[Dataset entries]
+===+
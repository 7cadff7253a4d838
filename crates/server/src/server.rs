use axum::{
    Router,
    routing::{get, post},
};

use std::sync::Arc;

use tokio::sync::RwLock;

use crate::{balances, expenses};
use engine::Ledger;

#[derive(Clone)]
pub struct ServerState {
    pub ledger: Arc<RwLock<Ledger>>,
}

impl ServerState {
    pub fn new(ledger: Ledger) -> Self {
        Self {
            ledger: Arc::new(RwLock::new(ledger)),
        }
    }
}

pub fn router(state: ServerState) -> Router {
    Router::new()
        .route("/expenses", post(expenses::create))
        .route("/expenses/{household_id}", get(expenses::list))
        .route("/expenses/{household_id}/balances", get(balances::get))
        .route(
            "/expenses/{household_id}/settle-up",
            get(balances::settle_up),
        )
        .with_state(state)
}

pub async fn run(ledger: Ledger) {
    let listener = match tokio::net::TcpListener::bind("127.0.0.1:3000").await {
        Ok(listener) => listener,
        Err(err) => {
            tracing::error!("failed to bind server listener: {err}");
            return;
        }
    };
    if let Err(err) = run_with_listener(ledger, listener).await {
        tracing::error!("server failed: {err}");
    }
}

pub async fn run_with_listener(
    ledger: Ledger,
    listener: tokio::net::TcpListener,
) -> Result<(), std::io::Error> {
    let addr = listener.local_addr()?;
    tracing::info!("Server listening on {}", addr);

    axum::serve(listener, router(ServerState::new(ledger))).await
}

pub fn spawn_with_listener(
    ledger: Ledger,
    listener: tokio::net::TcpListener,
) -> Result<std::net::SocketAddr, std::io::Error> {
    let addr = listener.local_addr()?;

    tokio::spawn(async move {
        if let Err(err) = run_with_listener(ledger, listener).await {
            tracing::error!("server failed: {err}");
        }
    });

    Ok(addr)
}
+===+
Pull out all lines from the entries above that include the word "await".

**ANSWER TO THE PROBLEM:**
    let listener = match tokio::net::TcpListener::bind("127.0.0.1:3000").await {
    if let Err(err) = run_with_listener(ledger, listener).await {
    axum::serve(listener, router(ServerState::new(ledger))).await
        if let Err(err) = run_with_listener(ledger, listener).await {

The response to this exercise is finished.